Parkinson : Une mutation génétique responsable ?

Une équipe de chercheurs du CNRS et de l’INSERM s’est penché sur le développement de la maladie de Parkinson au travers d’une étude scientifique de grande envergure. Les résultats de ces travaux sur Parkinson ont été publiés sur le site internet de la revue Human Molecular Genetic. Parues mardi 2 novembre, les conclusions permettent d’établir un lien de corrélation entre  l’apparition de la maladie de Parkinson, et les mutations du gène codant pour la bêta-glucocérébrosidase (GBA). Le risque de développer Parkinson multiplié par sept Plusieurs études de cas ont conduit à suspecter un lien entre une la maladie de Parkinson et la maladie de Gaucher, deux pathologies pourtant très différente.
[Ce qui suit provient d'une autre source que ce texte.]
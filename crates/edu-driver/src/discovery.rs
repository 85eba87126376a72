//! Runtime device discovery
//!
//! Finds edu cards by scanning PCI sysfs for the QEMU vendor/device pair.
//! No hardcoded device lists — pure runtime discovery.

use crate::device::EduDevice;
use crate::error::{EduError, Result};
use crate::irq::UioSource;
use crate::mmio::MmioBar;
use std::path::{Path, PathBuf};
use std::sync::Arc;

/// Device manager for runtime discovery and access
#[derive(Debug)]
pub struct DeviceManager {
    devices: Vec<DeviceInfo>,
}

/// Information about a discovered edu card
#[derive(Debug, Clone)]
pub struct DeviceInfo {
    /// Device index (0, 1, 2, ...)
    index: usize,
    /// PCI bus address (0000:00:04.0, etc.)
    pcie_address: String,
    /// UIO node delivering the card's interrupt line, when one is bound
    uio: Option<PathBuf>,
}

impl DeviceManager {
    /// Discover all edu cards on the system.
    ///
    /// # Errors
    ///
    /// Returns [`EduError::NoDevicesFound`] if no cards are detected, or a
    /// transfer-level error if PCI sysfs cannot be read at all.
    pub fn discover() -> Result<Self> {
        tracing::info!("Discovering edu devices...");

        let pci_devices = Path::new("/sys/bus/pci/devices");
        let entries = std::fs::read_dir(pci_devices)
            .map_err(|e| EduError::transfer_fault(format!("Cannot read PCI devices: {e}")))?;

        let mut addresses = Vec::new();
        for entry in entries.flatten() {
            let path = entry.path();
            let vendor = read_hex_sysfs(&path.join("vendor")).ok();
            let device = read_hex_sysfs(&path.join("device")).ok();

            if vendor == Some(edu_chip::pcie::EDU_VENDOR_ID)
                && device == Some(edu_chip::pcie::EDU_DEVICE_ID)
            {
                addresses.push(entry.file_name().to_string_lossy().to_string());
            }
        }

        // Sort to ensure consistent ordering across runs.
        addresses.sort();

        let devices: Vec<DeviceInfo> = addresses
            .into_iter()
            .enumerate()
            .map(|(index, pcie_address)| {
                let uio = find_uio_node(&pcie_address);
                match &uio {
                    Some(node) => tracing::debug!(
                        "Device {index}: {pcie_address}, interrupts via {}",
                        node.display()
                    ),
                    None => tracing::debug!("Device {index}: {pcie_address}, polled only"),
                }
                DeviceInfo {
                    index,
                    pcie_address,
                    uio,
                }
            })
            .collect();

        if devices.is_empty() {
            tracing::error!("No edu devices found");
            return Err(EduError::NoDevicesFound);
        }

        tracing::info!("Discovered {} edu device(s)", devices.len());
        Ok(Self { devices })
    }

    /// Get number of discovered devices
    #[must_use]
    pub fn device_count(&self) -> usize {
        self.devices.len()
    }

    /// Get slice of all devices
    #[must_use]
    pub fn devices(&self) -> &[DeviceInfo] {
        &self.devices
    }

    /// Get device info by index
    ///
    /// # Errors
    ///
    /// Returns [`EduError::InvalidIndex`] if the index is out of bounds.
    pub fn device(&self, index: usize) -> Result<&DeviceInfo> {
        self.devices
            .iter()
            .find(|d| d.index == index)
            .ok_or(EduError::InvalidIndex {
                index,
                count: self.devices.len(),
            })
    }

    /// Open a device by index: map its BAR0 and, when a UIO node is bound,
    /// wire up interrupt delivery.
    ///
    /// # Errors
    ///
    /// Returns an error if the index is invalid or the register window
    /// cannot be mapped.
    pub fn open(&self, index: usize) -> Result<EduDevice> {
        let info = self.device(index)?;
        let bar = Arc::new(MmioBar::map(&info.pcie_address)?);

        match &info.uio {
            Some(node) => {
                let source = Arc::new(UioSource::open(node)?);
                EduDevice::attach_with_interrupts(bar, source)
            }
            None => {
                tracing::debug!(
                    "{}: no UIO node bound; interrupt-driven path unavailable",
                    info.pcie_address
                );
                EduDevice::attach(bar)
            }
        }
    }

    /// Open the first available device.
    ///
    /// # Errors
    ///
    /// Returns an error if no devices are available or the device cannot
    /// be opened.
    pub fn open_first(&self) -> Result<EduDevice> {
        let info = self.devices.first().ok_or(EduError::NoDevicesFound)?;
        self.open(info.index)
    }
}

impl DeviceInfo {
    /// Get device index
    #[must_use]
    pub const fn index(&self) -> usize {
        self.index
    }

    /// Get PCI address
    #[must_use]
    pub fn pcie_address(&self) -> &str {
        &self.pcie_address
    }

    /// UIO node delivering this card's interrupts, if bound
    #[must_use]
    pub fn uio(&self) -> Option<&Path> {
        self.uio.as_deref()
    }
}

/// Find the UIO node bound to a PCI device, if any.
///
/// The kernel exposes it as `/sys/bus/pci/devices/<addr>/uio/uio<N>`; the
/// corresponding character device is `/dev/uio<N>`.
fn find_uio_node(pcie_address: &str) -> Option<PathBuf> {
    let uio_dir = format!("/sys/bus/pci/devices/{pcie_address}/uio");
    for entry in std::fs::read_dir(uio_dir).ok()?.flatten() {
        let name = entry.file_name();
        let name = name.to_string_lossy();
        if name.starts_with("uio") {
            return Some(PathBuf::from(format!("/dev/{name}")));
        }
    }
    None
}

/// Read a hexadecimal value from sysfs
fn read_hex_sysfs(path: &Path) -> Result<u16> {
    let content = std::fs::read_to_string(path)
        .map_err(|e| EduError::transfer_fault(format!("Cannot read {}: {e}", path.display())))?;

    let trimmed = content.trim().trim_start_matches("0x");

    u16::from_str_radix(trimmed, 16)
        .map_err(|e| EduError::transfer_fault(format!("Invalid hex value: {e}")))
}

#[cfg(test)]
mod tests {
    use super::*;

    #[test]
    fn discovery_tolerates_missing_hardware() {
        // Runs everywhere: with no card bound this must be a clean
        // NoDevicesFound (or a sysfs read error inside a container), never
        // a panic.
        match DeviceManager::discover() {
            Ok(manager) => {
                for device in manager.devices() {
                    println!(
                        "Device {}: {} (uio: {:?})",
                        device.index(),
                        device.pcie_address(),
                        device.uio()
                    );
                }
            }
            Err(EduError::NoDevicesFound | EduError::TransferFault { .. }) => {}
            Err(e) => panic!("unexpected discovery error: {e}"),
        }
    }
}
Les scientifiques ont donc cherché des mutations du gène GBA, responsable de la maladie de Gaucher, chez les personnes présentant les symptômes de la maladie de Parkinson. Suzanne Lesage, appartenant à l’équipe d’Alexis Brice au Centre de recherche de l’institut du cerveau et de la moelle épinière (Inserm/CNRS/UPMC), a analysé le gène GBA chez 1390 patients touchés par la maladie de Parkinson, et de 391 individus sains. Il apparait clairement que les individus porteurs de mutations dans le gène codant pour la maladie de Gaucher, seraient plus susceptibles de développer la maladie de Parkinson, en particulier dans les formes familiales de la maladie. Ainsi, l’étude montre une incidence 7 fois plus importante de la maladie de Parkinson chez les porteurs de ces mutations. Un lien étroit entre les maladies de Gaucher et de Parkinson En effet, les mutations du gène codant pour la GBA étaient bien plus fréquentes chez les patients atteints de la maladie de Parkinson (6,7%) que chez les sujets sains (1%). « Cette première étude à grande échelle montre que les mutations du gène GBA, présentes chez 7% des patients en France, constituent un facteur de risque important pour la maladie de Parkinson, en particulier dans les formes familiales. Reste maintenant à comprendre le mécanisme physiopathologique qui relie la maladie de Gaucher à la maladie de Parkinson », ajoutent les auteurs de l’étude. La maladie de Parkinson est une pathologie neurodégénérative progressive alors que la maladie de Gaucher est une maladie métabolique rare causée par une surcharge viscérale de glucolipides dits « complexes » baptisés les glucocérébrosides.